### WORK TO BE COMPLETED
Each entry that follows should be retyped in full and exactly.

****************************************

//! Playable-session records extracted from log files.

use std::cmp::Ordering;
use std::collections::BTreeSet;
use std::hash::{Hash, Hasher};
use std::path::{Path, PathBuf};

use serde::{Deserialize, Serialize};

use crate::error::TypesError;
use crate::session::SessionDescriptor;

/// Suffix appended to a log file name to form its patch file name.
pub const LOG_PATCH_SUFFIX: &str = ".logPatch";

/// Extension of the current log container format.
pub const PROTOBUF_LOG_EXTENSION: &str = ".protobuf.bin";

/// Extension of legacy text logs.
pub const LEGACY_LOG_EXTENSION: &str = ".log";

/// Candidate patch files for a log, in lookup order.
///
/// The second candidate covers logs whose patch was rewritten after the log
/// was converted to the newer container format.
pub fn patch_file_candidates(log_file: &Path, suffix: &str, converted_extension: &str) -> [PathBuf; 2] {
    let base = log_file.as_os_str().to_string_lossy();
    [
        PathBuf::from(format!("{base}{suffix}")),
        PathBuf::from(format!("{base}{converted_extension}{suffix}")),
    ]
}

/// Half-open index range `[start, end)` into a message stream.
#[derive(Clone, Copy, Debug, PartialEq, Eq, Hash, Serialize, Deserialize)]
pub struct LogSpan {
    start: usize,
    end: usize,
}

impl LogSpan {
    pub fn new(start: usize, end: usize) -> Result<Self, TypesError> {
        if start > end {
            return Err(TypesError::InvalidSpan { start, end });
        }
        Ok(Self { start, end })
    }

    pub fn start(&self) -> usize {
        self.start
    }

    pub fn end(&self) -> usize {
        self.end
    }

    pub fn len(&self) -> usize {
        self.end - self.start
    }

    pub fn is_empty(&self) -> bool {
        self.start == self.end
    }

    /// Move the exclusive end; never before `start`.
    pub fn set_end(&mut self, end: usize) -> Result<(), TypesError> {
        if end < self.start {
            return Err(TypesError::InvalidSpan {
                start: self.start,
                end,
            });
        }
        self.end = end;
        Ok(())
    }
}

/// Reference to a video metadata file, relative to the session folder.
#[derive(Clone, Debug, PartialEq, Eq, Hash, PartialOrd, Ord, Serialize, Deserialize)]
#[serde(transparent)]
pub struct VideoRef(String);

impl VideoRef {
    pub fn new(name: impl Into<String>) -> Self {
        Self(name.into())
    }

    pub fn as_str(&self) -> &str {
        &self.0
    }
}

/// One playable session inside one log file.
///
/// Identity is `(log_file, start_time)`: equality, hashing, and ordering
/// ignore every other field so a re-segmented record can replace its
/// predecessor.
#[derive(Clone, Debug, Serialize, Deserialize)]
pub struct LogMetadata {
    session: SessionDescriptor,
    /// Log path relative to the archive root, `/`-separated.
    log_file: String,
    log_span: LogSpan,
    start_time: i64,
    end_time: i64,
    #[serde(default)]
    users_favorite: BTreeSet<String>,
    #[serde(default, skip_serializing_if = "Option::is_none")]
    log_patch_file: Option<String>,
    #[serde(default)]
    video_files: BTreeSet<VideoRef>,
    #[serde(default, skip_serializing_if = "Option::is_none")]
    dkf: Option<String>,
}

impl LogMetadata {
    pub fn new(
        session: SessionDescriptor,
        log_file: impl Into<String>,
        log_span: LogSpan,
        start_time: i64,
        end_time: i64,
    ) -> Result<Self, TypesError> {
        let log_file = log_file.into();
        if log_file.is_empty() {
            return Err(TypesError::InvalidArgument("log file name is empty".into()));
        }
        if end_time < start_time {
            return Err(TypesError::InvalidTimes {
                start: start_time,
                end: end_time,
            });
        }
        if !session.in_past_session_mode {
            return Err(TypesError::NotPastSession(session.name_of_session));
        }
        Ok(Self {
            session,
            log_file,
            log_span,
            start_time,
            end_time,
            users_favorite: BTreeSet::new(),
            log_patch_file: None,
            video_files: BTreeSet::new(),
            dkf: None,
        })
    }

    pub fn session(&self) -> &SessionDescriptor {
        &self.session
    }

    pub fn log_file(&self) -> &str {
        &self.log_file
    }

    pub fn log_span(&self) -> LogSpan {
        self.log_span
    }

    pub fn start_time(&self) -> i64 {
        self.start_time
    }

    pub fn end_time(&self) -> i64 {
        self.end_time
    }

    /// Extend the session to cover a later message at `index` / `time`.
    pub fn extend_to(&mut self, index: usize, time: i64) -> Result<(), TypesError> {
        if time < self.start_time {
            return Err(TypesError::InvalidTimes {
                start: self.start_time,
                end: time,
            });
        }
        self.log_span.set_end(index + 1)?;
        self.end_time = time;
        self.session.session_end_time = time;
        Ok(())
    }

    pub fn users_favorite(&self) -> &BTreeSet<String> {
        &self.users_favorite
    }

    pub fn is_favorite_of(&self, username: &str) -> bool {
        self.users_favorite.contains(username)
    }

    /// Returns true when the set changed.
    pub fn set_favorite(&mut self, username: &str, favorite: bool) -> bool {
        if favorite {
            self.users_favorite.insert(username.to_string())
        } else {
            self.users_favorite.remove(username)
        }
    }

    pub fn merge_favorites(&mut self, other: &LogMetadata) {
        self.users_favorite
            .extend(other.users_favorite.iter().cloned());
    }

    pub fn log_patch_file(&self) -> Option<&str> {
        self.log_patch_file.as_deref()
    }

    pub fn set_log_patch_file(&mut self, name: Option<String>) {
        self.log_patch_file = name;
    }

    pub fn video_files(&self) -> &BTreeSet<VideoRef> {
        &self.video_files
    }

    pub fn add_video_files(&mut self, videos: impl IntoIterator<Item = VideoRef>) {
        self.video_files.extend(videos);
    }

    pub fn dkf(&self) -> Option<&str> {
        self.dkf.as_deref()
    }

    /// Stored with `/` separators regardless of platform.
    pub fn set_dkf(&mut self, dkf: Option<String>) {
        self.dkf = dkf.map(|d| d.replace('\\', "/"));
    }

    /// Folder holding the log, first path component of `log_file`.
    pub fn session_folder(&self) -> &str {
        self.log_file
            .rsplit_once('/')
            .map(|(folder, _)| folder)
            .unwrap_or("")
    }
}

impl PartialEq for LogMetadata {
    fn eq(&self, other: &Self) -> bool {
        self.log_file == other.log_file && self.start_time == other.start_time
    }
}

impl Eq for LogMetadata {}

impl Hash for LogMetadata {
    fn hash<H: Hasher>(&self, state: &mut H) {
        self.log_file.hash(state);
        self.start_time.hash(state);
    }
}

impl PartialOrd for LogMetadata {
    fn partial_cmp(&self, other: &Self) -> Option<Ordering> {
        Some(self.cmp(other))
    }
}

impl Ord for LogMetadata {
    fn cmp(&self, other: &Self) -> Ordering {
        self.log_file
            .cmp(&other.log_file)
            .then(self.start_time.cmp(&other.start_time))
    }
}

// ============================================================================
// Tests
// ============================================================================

****************************************

### ANSWER SPACE
//! Playable-session records extracted from log files.

use std::cmp::Ordering;
use std::collections::BTreeSet;
use std::hash::{Hash, Hasher};
use std::path::{Path, PathBuf};

use serde::{Deserialize, Serialize};

use crate::error::TypesError;
use crate::session::SessionDescriptor;

/// Suffix appended to a log file name to form its patch file name.
pub const LOG_PATCH_SUFFIX: &str = ".logPatch";

/// Extension of the current log container format.
pub const PROTOBUF_LOG_EXTENSION: &str = ".protobuf.bin";

/// Extension of legacy text logs.
pub const LEGACY_LOG_EXTENSION: &str = ".log";

/// Candidate patch files for a log, in lookup order.
///
/// The second candidate covers logs whose patch was rewritten after the log
/// was converted to the newer container format.
pub fn patch_file_candidates(log_file: &Path, suffix: &str, converted_extension: &str) -> [PathBuf; 2] {
    let base = log_file.as_os_str().to_string_lossy();
    [
        PathBuf::from(format!("{base}{suffix}")),
        PathBuf::from(format!("{base}{converted_extension}{suffix}")),
    ]
}

/// Half-open index range `[start, end)` into a message stream.
#[derive(Clone, Copy, Debug, PartialEq, Eq, Hash, Serialize, Deserialize)]
pub struct LogSpan {
    start: usize,
    end: usize,
}

impl LogSpan {
    pub fn new(start: usize, end: usize) -> Result<Self, TypesError> {
        if start > end {
            return Err(TypesError::InvalidSpan { start, end });
        }
        Ok(Self { start, end })
    }

    pub fn start(&self) -> usize {
        self.start
    }

    pub fn end(&self) -> usize {
        self.end
    }

    pub fn len(&self) -> usize {
        self.end - self.start
    }

    pub fn is_empty(&self) -> bool {
        self.start == self.end
    }

    /// Move the exclusive end; never before `start`.
    pub fn set_end(&mut self, end: usize) -> Result<(), TypesError> {
        if end < self.start {
            return Err(TypesError::InvalidSpan {
                start: self.start,
                end,
            });
        }
        self.end = end;
        Ok(())
    }
}

/// Reference to a video metadata file, relative to the session folder.
#[derive(Clone, Debug, PartialEq, Eq, Hash, PartialOrd, Ord, Serialize, Deserialize)]
#[serde(transparent)]
pub struct VideoRef(String);

impl VideoRef {
    pub fn new(name: impl Into<String>) -> Self {
        Self(name.into())
    }

    pub fn as_str(&self) -> &str {
        &self.0
    }
}

/// One playable session inside one log file.
///
/// Identity is `(log_file, start_time)`: equality, hashing, and ordering
/// ignore every other field so a re-segmented record can replace its
/// predecessor.
#[derive(Clone, Debug, Serialize, Deserialize)]
pub struct LogMetadata {
    session: SessionDescriptor,
    /// Log path relative to the archive root, `/`-separated.
    log_file: String,
    log_span: LogSpan,
    start_time: i64,
    end_time: i64,
    #[serde(default)]
    users_favorite: BTreeSet<String>,
    #[serde(default, skip_serializing_if = "Option::is_none")]
    log_patch_file: Option<String>,
    #[serde(default)]
    video_files: BTreeSet<VideoRef>,
    #[serde(default, skip_serializing_if = "Option::is_none")]
    dkf: Option<String>,
}

impl LogMetadata {
    pub fn new(
        session: SessionDescriptor,
        log_file: impl Into<String>,
        log_span: LogSpan,
        start_time: i64,
        end_time: i64,
    ) -> Result<Self, TypesError> {
        let log_file = log_file.into();
        if log_file.is_empty() {
            return Err(TypesError::InvalidArgument("log file name is empty".into()));
        }
        if end_time < start_time {
            return Err(TypesError::InvalidTimes {
                start: start_time,
                end: end_time,
            });
        }
        if !session.in_past_session_mode {
            return Err(TypesError::NotPastSession(session.name_of_session));
        }
        Ok(Self {
            session,
            log_file,
            log_span,
            start_time,
            end_time,
            users_favorite: BTreeSet::new(),
            log_patch_file: None,
            video_files: BTreeSet::new(),
            dkf: None,
        })
    }

    pub fn session(&self) -> &SessionDescriptor {
        &self.session
    }

    pub fn log_file(&self) -> &str {
        &self.log_file
    }

    pub fn log_span(&self) -> LogSpan {
        self.log_span
    }

    pub fn start_time(&self) -> i64 {
        self.start_time
    }

    pub fn end_time(&self) -> i64 {
        self.end_time
    }

    /// Extend the session to cover a later message at `index` / `time`.
    pub fn extend_to(&mut self, index: usize, time: i64) -> Result<(), TypesError> {
        if time < self.start_time {
            return Err(TypesError::InvalidTimes {
                start: self.start_time,
                end: time,
            });
        }
        self.log_span.set_end(index + 1)?;
        self.end_time = time;
        self.session.session_end_time = time;
        Ok(())
    }

    pub fn users_favorite(&self) -> &BTreeSet<String> {
        &self.users_favorite
    }

    pub fn is_favorite_of(&self, username: &str) -> bool {
        self.users_favorite.contains(username)
    }

    /// Returns true when the set changed.
    pub fn set_favorite(&mut self, username: &str, favorite: bool) -> bool {
        if favorite {
            self.users_favorite.insert(username.to_string())
        } else {
            self.users_favorite.remove(username)
        }
    }

    pub fn merge_favorites(&mut self, other: &LogMetadata) {
        self.users_favorite
            .extend(other.users_favorite.iter().cloned());
    }

    pub fn log_patch_file(&self) -> Option<&str> {
        self.log_patch_file.as_deref()
    }

    pub fn set_log_patch_file(&mut self, name: Option<String>) {
        self.log_patch_file = name;
    }

    pub fn video_files(&self) -> &BTreeSet<VideoRef> {
        &self.video_files
    }

    pub fn add_video_files(&mut self, videos: impl IntoIterator<Item = VideoRef>) {
        self.video_files.extend(videos);
    }

    pub fn dkf(&self) -> Option<&str> {
        self.dkf.as_deref()
    }

    /// Stored with `/` separators regardless of platform.
    pub fn set_dkf(&mut self, dkf: Option<String>) {
        self.dkf = dkf.map(|d| d.replace('\\', "/"));
    }

    /// Folder holding the log, first path component of `log_file`.
    pub fn session_folder(&self) -> &str {
        self.log_file
            .rsplit_once('/')
            .map(|(folder, _)| folder)
            .unwrap_or("")
    }
}

impl PartialEq for LogMetadata {
    fn eq(&self, other: &Self) -> bool {
        self.log_file == other.log_file && self.start_time == other.start_time
    }
}

impl Eq for LogMetadata {}

impl Hash for LogMetadata {
    fn hash<H: Hasher>(&self, state: &mut H) {
        self.log_file.hash(state);
        self.start_time.hash(state);
    }
}

impl PartialOrd for LogMetadata {
    fn partial_cmp(&self, other: &Self) -> Option<Ordering> {
        Some(self.cmp(other))
    }
}

impl Ord for LogMetadata {
    fn cmp(&self, other: &Self) -> Ordering {
        self.log_file
            .cmp(&other.log_file)
            .then(self.start_time.cmp(&other.start_time))
    }
}

// ============================================================================
// Tests
// ============================================================================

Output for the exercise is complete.